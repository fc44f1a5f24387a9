use tracing::{debug, info};

use crate::config::LlmConfig;
use crate::error::{PixogolError, Result};
use crate::llm::prompts::{risk_assessment_prompt, risk_system_prompt};
use crate::llm::{CompletionOptions, LlmProvider};
use crate::models::RiskAssessment;

#[derive(Clone)]
pub struct RiskAnalyzer {
    llm: LlmProvider,
    options: CompletionOptions,
}

impl RiskAnalyzer {
    pub fn new(llm: LlmProvider, config: &LlmConfig) -> Self {
        Self {
            llm,
            options: CompletionOptions::from_config(config),
        }
    }

    /// Fails with `Configuration` when the model cannot be called at all.
    pub fn ensure_configured(&self) -> Result<()> {
        match self.llm.unavailable_reason() {
            Some(reason) => Err(PixogolError::Configuration(reason.to_string())),
            None => Ok(()),
        }
    }

    /// Assess `text` for copyright, trademark and brand risk.
    ///
    /// Empty text short-circuits to [`RiskAssessment::no_text_found`] without a
    /// model call. Model failures are returned as errors; there is no fallback
    /// assessment.
    pub async fn assess(&self, text: &str, filename: &str) -> Result<RiskAssessment> {
        self.ensure_configured()?;

        if text.trim().is_empty() {
            debug!(filename, "No text to assess, skipping model call");
            return Ok(RiskAssessment::no_text_found());
        }

        let prompt = risk_assessment_prompt(text, filename);
        let reply = self
            .llm
            .complete_json(risk_system_prompt(), &prompt, Some(&self.options))
            .await?;

        if !reply.is_object() {
            return Err(PixogolError::Llm(
                "Model reply was not a JSON object".to_string(),
            ));
        }

        let assessment = RiskAssessment::from_model_reply(&reply);
        info!(
            filename,
            overall = %assessment.overall_risk_level,
            confidence = assessment.confidence_score,
            "Risk assessment complete"
        );
        Ok(assessment)
    }
}

#[cfg(test)]
mod tests {
    use super::*;
    use crate::models::RiskLevel;
    use serde_json::json;
    use wiremock::matchers::{body_partial_json, method, path};
    use wiremock::{Mock, MockServer, ResponseTemplate};

    fn completion_body(content: &str) -> serde_json::Value {
        json!({
            "id": "chatcmpl-test",
            "object": "chat.completion",
            "created": 1700000000,
            "model": "gpt-4o",
            "choices": [{
                "index": 0,
                "message": { "role": "assistant", "content": content },
                "finish_reason": "stop"
            }]
        })
    }

    fn analyzer_for(server: &MockServer) -> RiskAnalyzer {
        let config = LlmConfig {
            api_key: Some("sk-test".to_string()),
            base_url: Some(server.uri()),
            ..LlmConfig::default()
        };
        RiskAnalyzer::new(LlmProvider::new(&config), &config)
    }

    #[tokio::test]
    async fn test_missing_key_is_configuration_error() {
        let config = LlmConfig::default();
        let analyzer = RiskAnalyzer::new(LlmProvider::new(&config), &config);

        let err = analyzer.assess("Nike", "shoe.png").await.unwrap_err();
        assert!(matches!(err, PixogolError::Configuration(_)));
        assert!(analyzer.ensure_configured().is_err());
    }

    #[tokio::test]
    async fn test_empty_text_skips_model() {
        let server = MockServer::start().await;
        Mock::given(method("POST"))
            .respond_with(ResponseTemplate::new(500))
            .expect(0)
            .mount(&server)
            .await;

        let assessment = analyzer_for(&server).assess("  ", "blank.png").await.unwrap();
        assert!(assessment.no_text_detected);
        assert_eq!(assessment.overall_risk_level, RiskLevel::Low);
    }

    #[tokio::test]
    async fn test_reply_is_normalised() {
        let server = MockServer::start().await;
        let reply = json!({
            "overall_risk_level": "HIGH",
            "confidence_score": 7,
            "risk_categories": {
                "trademark": {
                    "level": "CRITICAL",
                    "explanation": "Registered mark",
                    "identified_elements": ["Coca-Cola"],
                    "recommendations": ["Obtain a licence"]
                }
            }
        });
        Mock::given(method("POST"))
            .and(path("/chat/completions"))
            .and(body_partial_json(json!({
                "model": "gpt-4o",
                "response_format": { "type": "json_object" },
                "max_tokens": 2000
            })))
            .respond_with(ResponseTemplate::new(200).set_body_json(completion_body(&reply.to_string())))
            .expect(1)
            .mount(&server)
            .await;

        let assessment = analyzer_for(&server)
            .assess("Coca-Cola", "can.jpg")
            .await
            .unwrap();

        assert_eq!(assessment.overall_risk_level, RiskLevel::High);
        assert_eq!(assessment.confidence_score, 0.5);
        assert_eq!(assessment.risk_categories.trademark.level, RiskLevel::Critical);
        assert_eq!(assessment.risk_categories.copyright.level, RiskLevel::Low);
        assert!(!assessment.no_text_detected);
    }

    #[tokio::test]
    async fn test_non_json_reply_is_an_error() {
        let server = MockServer::start().await;
        Mock::given(method("POST"))
            .and(path("/chat/completions"))
            .respond_with(ResponseTemplate::new(200).set_body_json(completion_body("not json")))
            .mount(&server)
            .await;

        let err = analyzer_for(&server).assess("Nike", "a.png").await.unwrap_err();
        assert!(matches!(err, PixogolError::Llm(_)));
    }

    #[tokio::test]
    async fn test_array_reply_is_an_error() {
        let server = MockServer::start().await;
        Mock::given(method("POST"))
            .and(path("/chat/completions"))
            .respond_with(ResponseTemplate::new(200).set_body_json(completion_body("[1, 2]")))
            .mount(&server)
            .await;

        let err = analyzer_for(&server).assess("Nike", "a.png").await.unwrap_err();
        assert!(err.to_string().contains("not a JSON object"));
    }
}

:: WORK ORDER ::
Each line above should be copied exactly, with no line missing.

:: RESPONSE TO THIS TASK ::
repository fc44f1a5f24387a9
use tracing::{debug, info};

use crate::config::LlmConfig;
use crate::error::{PixogolError, Result};
use crate::llm::prompts::{risk_assessment_prompt, risk_system_prompt};
use crate::llm::{CompletionOptions, LlmProvider};
use crate::models::RiskAssessment;

#[derive(Clone)]
pub struct RiskAnalyzer {
    llm: LlmProvider,
    options: CompletionOptions,
}

impl RiskAnalyzer {
    pub fn new(llm: LlmProvider, config: &LlmConfig) -> Self {
        Self {
            llm,
            options: CompletionOptions::from_config(config),
        }
    }

    /// Fails with `Configuration` when the model cannot be called at all.
    pub fn ensure_configured(&self) -> Result<()> {
        match self.llm.unavailable_reason() {
            Some(reason) => Err(PixogolError::Configuration(reason.to_string())),
            None => Ok(()),
        }
    }

    /// Assess `text` for copyright, trademark and brand risk.
    ///
    /// Empty text short-circuits to [`RiskAssessment::no_text_found`] without a
    /// model call. Model failures are returned as errors; there is no fallback
    /// assessment.
    pub async fn assess(&self, text: &str, filename: &str) -> Result<RiskAssessment> {
        self.ensure_configured()?;

        if text.trim().is_empty() {
            debug!(filename, "No text to assess, skipping model call");
            return Ok(RiskAssessment::no_text_found());
        }

        let prompt = risk_assessment_prompt(text, filename);
        let reply = self
            .llm
            .complete_json(risk_system_prompt(), &prompt, Some(&self.options))
            .await?;

        if !reply.is_object() {
            return Err(PixogolError::Llm(
                "Model reply was not a JSON object".to_string(),
            ));
        }

        let assessment = RiskAssessment::from_model_reply(&reply);
        info!(
            filename,
            overall = %assessment.overall_risk_level,
            confidence = assessment.confidence_score,
            "Risk assessment complete"
        );
        Ok(assessment)
    }
}

#[cfg(test)]
mod tests {
    use super::*;
    use crate::models::RiskLevel;
    use serde_json::json;
    use wiremock::matchers::{body_partial_json, method, path};
    use wiremock::{Mock, MockServer, ResponseTemplate};

    fn completion_body(content: &str) -> serde_json::Value {
        json!({
            "id": "chatcmpl-test",
            "object": "chat.completion",
            "created": 1700000000,
            "model": "gpt-4o",
            "choices": [{
                "index": 0,
                "message": { "role": "assistant", "content": content },
                "finish_reason": "stop"
            }]
        })
    }

    fn analyzer_for(server: &MockServer) -> RiskAnalyzer {
        let config = LlmConfig {
            api_key: Some("sk-test".to_string()),
            base_url: Some(server.uri()),
            ..LlmConfig::default()
        };
        RiskAnalyzer::new(LlmProvider::new(&config), &config)
    }

    #[tokio::test]
    async fn test_missing_key_is_configuration_error() {
        let config = LlmConfig::default();
        let analyzer = RiskAnalyzer::new(LlmProvider::new(&config), &config);

        let err = analyzer.assess("Nike", "shoe.png").await.unwrap_err();
        assert!(matches!(err, PixogolError::Configuration(_)));
        assert!(analyzer.ensure_configured().is_err());
    }

    #[tokio::test]
    async fn test_empty_text_skips_model() {
        let server = MockServer::start().await;
        Mock::given(method("POST"))
            .respond_with(ResponseTemplate::new(500))
            .expect(0)
            .mount(&server)
            .await;

        let assessment = analyzer_for(&server).assess("  ", "blank.png").await.unwrap();
        assert!(assessment.no_text_detected);
        assert_eq!(assessment.overall_risk_level, RiskLevel::Low);
    }

    #[tokio::test]
    async fn test_reply_is_normalised() {
        let server = MockServer::start().await;
        let reply = json!({
            "overall_risk_level": "HIGH",
            "confidence_score": 7,
            "risk_categories": {
                "trademark": {
                    "level": "CRITICAL",
                    "explanation": "Registered mark",
                    "identified_elements": ["Coca-Cola"],
                    "recommendations": ["Obtain a licence"]
                }
            }
        });
        Mock::given(method("POST"))
            .and(path("/chat/completions"))
            .and(body_partial_json(json!({
                "model": "gpt-4o",
                "response_format": { "type": "json_object" },
                "max_tokens": 2000
            })))
            .respond_with(ResponseTemplate::new(200).set_body_json(completion_body(&reply.to_string())))
            .expect(1)
            .mount(&server)
            .await;

        let assessment = analyzer_for(&server)
            .assess("Coca-Cola", "can.jpg")
            .await
            .unwrap();

        assert_eq!(assessment.overall_risk_level, RiskLevel::High);
        assert_eq!(assessment.confidence_score, 0.5);
        assert_eq!(assessment.risk_categories.trademark.level, RiskLevel::Critical);
        assert_eq!(assessment.risk_categories.copyright.level, RiskLevel::Low);
        assert!(!assessment.no_text_detected);
    }

    #[tokio::test]
    async fn test_non_json_reply_is_an_error() {
        let server = MockServer::start().await;
        Mock::given(method("POST"))
            .and(path("/chat/completions"))
            .respond_with(ResponseTemplate::new(200).set_body_json(completion_body("not json")))
            .mount(&server)
            .await;

        let err = analyzer_for(&server).assess("Nike", "a.png").await.unwrap_err();
        assert!(matches!(err, PixogolError::Llm(_)));
    }

    #[tokio::test]
    async fn test_array_reply_is_an_error() {
        let server = MockServer::start().await;
        Mock::given(method("POST"))
            .and(path("/chat/completions"))
            .respond_with(ResponseTemplate::new(200).set_body_json(completion_body("[1, 2]")))
            .mount(&server)
            .await;

        let err = analyzer_for(&server).assess("Nike", "a.png").await.unwrap_err();
        assert!(err.to_string().contains("not a JSON object"));
    }
}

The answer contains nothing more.